David Hockney’s career has been a pleasure to watch. His subject-matter – places he has visited or lived in and people he had known – has been interesting and decorative. Through representations of these agreeable subjects he has explored ways of picturing the world. His native talent as a draughtsman, and the use he has made of such toys as the Polaroid camera, have given this entirely serious enterprise the lightheartedness of a string of variety acts. His latest mechanical aid is the copying machine. Faces is the catalogue of an exhibition of portrait drawings made during the last two decades. Rather than reproduce the drawings in their entirety from photographs, Hockney has made photocopies of details. The strengthened, simplified, cruder, stronger images thus produced are presented as original interpretations. The impact of the images as you turn the pages is tremendous. The changes made to the original images by the copying process is rather like the change made to drawings by Bonnard or Lautrec when the artists drew directly on lithographic stones.

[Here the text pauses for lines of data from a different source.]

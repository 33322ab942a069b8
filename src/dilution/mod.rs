//! Dilution calculator: period-over-period change in share count plus a
//! qualitative rating of the latest change.
//!
//! Pure and single pass. Missing data never raises; it surfaces as an
//! undefined change and, for the headline, as `Rating::NotApplicable`.

use crate::models::{
    normalise_records, DilutionReport, DilutionResult, PeriodChange, Rating, SharesLookup,
    SharesRecord, SharesSeries,
};

/// Headline change strictly above this is `High`.
pub const HIGH_THRESHOLD_PCT: f64 = 10.0;
/// Headline change strictly above this (and not `High`) is `Moderate`.
pub const MODERATE_THRESHOLD_PCT: f64 = 2.0;

/// Percent change from `previous` to `current`, undefined when either side is
/// missing or the base is zero.
pub fn pct_change(previous: Option<u64>, current: Option<u64>) -> Option<f64> {
    let (prev, cur) = (previous?, current?);
    if prev == 0 {
        return None;
    }
    let prev = prev as f64;
    Some((cur as f64 - prev) / prev * 100.0)
}

pub fn rate(last_pct_change: Option<f64>) -> Rating {
    match last_pct_change {
        None => Rating::NotApplicable,
        Some(p) if p > HIGH_THRESHOLD_PCT => Rating::High,
        Some(p) if p > MODERATE_THRESHOLD_PCT => Rating::Moderate,
        Some(_) => Rating::Stable,
    }
}

/// Compute over arbitrary records; sorts and de-duplicates first.
pub fn compute(records: &[SharesRecord]) -> DilutionResult {
    let records = normalise_records(records.to_vec());
    if records.len() < 2 {
        return DilutionResult::not_applicable();
    }

    let pct_change_by_period: Vec<PeriodChange> = records
        .windows(2)
        .map(|w| PeriodChange {
            period: w[1].period,
            pct_change: pct_change(w[0].shares_outstanding, w[1].shares_outstanding),
        })
        .collect();

    let last_pct_change = pct_change_by_period.last().and_then(|c| c.pct_change);

    DilutionResult {
        pct_change_by_period,
        last_pct_change,
        rating: rate(last_pct_change),
    }
}

/// Absent series → not applicable.
pub fn compute_series(series: Option<&SharesSeries>) -> DilutionResult {
    match series {
        Some(s) => compute(s.records()),
        None => DilutionResult::not_applicable(),
    }
}

/// Dilution is computed from the series alone; the live count is carried
/// through for display.
pub fn report(symbol: impl Into<String>, lookup: SharesLookup) -> DilutionReport {
    let dilution = compute_series(Some(&lookup.series));
    DilutionReport {
        symbol: symbol.into(),
        current_shares: lookup.current_shares(),
        series: lookup.series,
        dilution,
    }
}

// ── Tests ─────────────────────────────────────────────────────────────────────
use chrono::NaiveDate;
use serde::{Deserialize, Serialize};
use std::collections::BTreeMap;
use std::fmt;

// ── Shares series ─────────────────────────────────────────────────────────────

/// One observation period.
#[derive(Debug, Clone, Serialize, Deserialize, PartialEq)]
pub struct SharesRecord {
    pub period: NaiveDate,
    /// `None` when the period did not report a count.
    pub shares_outstanding: Option<u64>,
}

impl SharesRecord {
    pub fn new(period: NaiveDate, shares_outstanding: Option<u64>) -> Self {
        Self { period, shares_outstanding }
    }
}

/// Records sorted ascending by period, unique periods, never empty.
#[derive(Debug, Clone, Serialize, PartialEq)]
#[serde(transparent)]
pub struct SharesSeries {
    records: Vec<SharesRecord>,
}

impl SharesSeries {
    /// Sort + de-duplicate. Returns `None` for an empty input.
    pub fn new(records: Vec<SharesRecord>) -> Option<Self> {
        let records = normalise_records(records);
        if records.is_empty() {
            None
        } else {
            Some(Self { records })
        }
    }

    pub fn records(&self) -> &[SharesRecord] {
        &self.records
    }

    pub fn latest(&self) -> &SharesRecord {
        // non-empty by construction
        &self.records[self.records.len() - 1]
    }

    pub fn len(&self) -> usize {
        self.records.len()
    }

    /// The `n` most recent records, still in ascending order.
    pub fn recent(&self, n: usize) -> &[SharesRecord] {
        let start = self.records.len().saturating_sub(n);
        &self.records[start..]
    }
}

/// Sort ascending by period and collapse duplicate periods.
///
/// For a repeated period the later record wins, unless it would replace a
/// reported count with an absent one.
pub fn normalise_records(mut records: Vec<SharesRecord>) -> Vec<SharesRecord> {
    records.sort_by_key(|r| r.period);

    let mut out: Vec<SharesRecord> = Vec::with_capacity(records.len());
    for rec in records {
        match out.last_mut() {
            Some(prev) if prev.period == rec.period => {
                if rec.shares_outstanding.is_some() {
                    *prev = rec;
                }
            }
            _ => out.push(rec),
        }
    }
    out
}

/// Fetcher output: the series the calculator runs on, plus the provider's
/// live count when it reported one. Only the series feeds the calculation.
#[derive(Debug, Clone, PartialEq)]
pub struct SharesLookup {
    pub series: SharesSeries,
    pub current_shares: Option<u64>,
}

impl SharesLookup {
    /// Live count, else the latest reported period.
    pub fn current_shares(&self) -> Option<u64> {
        self.current_shares.or(self.series.latest().shares_outstanding)
    }
}

// ── Dilution ──────────────────────────────────────────────────────────────────

#[derive(Debug, Clone, Copy, Serialize, Deserialize, PartialEq, Eq)]
pub enum Rating {
    High,
    Moderate,
    Stable,
    #[serde(rename = "N/A")]
    NotApplicable,
}

impl Rating {
    pub fn as_str(&self) -> &'static str {
        match self {
            Rating::High => "High",
            Rating::Moderate => "Moderate",
            Rating::Stable => "Stable",
            Rating::NotApplicable => "N/A",
        }
    }
}

impl fmt::Display for Rating {
    fn fmt(&self, f: &mut fmt::Formatter<'_>) -> fmt::Result {
        f.write_str(self.as_str())
    }
}

#[derive(Debug, Clone, Serialize, PartialEq)]
pub struct PeriodChange {
    pub period: NaiveDate,
    pub pct_change: Option<f64>,
}

/// Derived on demand, never stored.
#[derive(Debug, Clone, Serialize, PartialEq)]
pub struct DilutionResult {
    pub pct_change_by_period: Vec<PeriodChange>,
    pub last_pct_change: Option<f64>,
    pub rating: Rating,
}

impl DilutionResult {
    pub fn not_applicable() -> Self {
        Self {
            pct_change_by_period: Vec::new(),
            last_pct_change: None,
            rating: Rating::NotApplicable,
        }
    }

    /// Periods with a defined change, for charting.
    pub fn defined_points(&self) -> Vec<(NaiveDate, f64)> {
        self.pct_change_by_period
            .iter()
            .filter_map(|c| c.pct_change.map(|v| (c.period, v)))
            .collect()
    }
}

/// What a single ticker check produces for presentation.
#[derive(Debug, Clone, Serialize, PartialEq)]
pub struct DilutionReport {
    #[serde(rename = "ticker")]
    pub symbol: String,
    pub current_shares: Option<u64>,
    pub series: SharesSeries,
    #[serde(flatten)]
    pub dilution: DilutionResult,
}

// ── Provider snapshot ─────────────────────────────────────────────────────────

/// Best-effort provider answer: either half may be missing.
#[derive(Debug, Clone, Default, PartialEq)]
pub struct ProviderSnapshot {
    pub current_shares: Option<u64>,
    pub history: Option<FinancialHistory>,
}

impl ProviderSnapshot {
    pub fn is_empty(&self) -> bool {
        self.current_shares.is_none()
            && self.history.as_ref().map(|h| h.rows.is_empty()).unwrap_or(true)
    }
}

/// Periodic disclosures, one row per reporting date.
#[derive(Debug, Clone, Default, PartialEq)]
pub struct FinancialHistory {
    pub rows: Vec<FinancialRow>,
}

/// Raw row: unparsed period label → named line items as the provider spells them.
#[derive(Debug, Clone, Default, PartialEq)]
pub struct FinancialRow {
    pub period_label: String,
    pub items: BTreeMap<String, Option<f64>>,
}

These three books give different glosses on the question of genius. ‘The fact is,’ Kenneth Clark told an audience in Dublin, ‘that Sidney Nolan is a genius and a genius cannot do what he wants, still less what his admirers want him to do. He is under orders – Genius comes from somewhere else.’ One imagines the genius as a large sea creature, obeying a migratory urge. But, to extend the metaphor, the genius is buoyed up on tides of appreciation. When they recede, the great whales of art are left on the beach, crushed by their own unsupported weight. It is possible to feel that Nolan is already in shallow water. Tides in the bay where Wyeth swims rise and fall slowly: his reputation will see him out. Hockney, more of a porpoise, is unlikely to be stranded.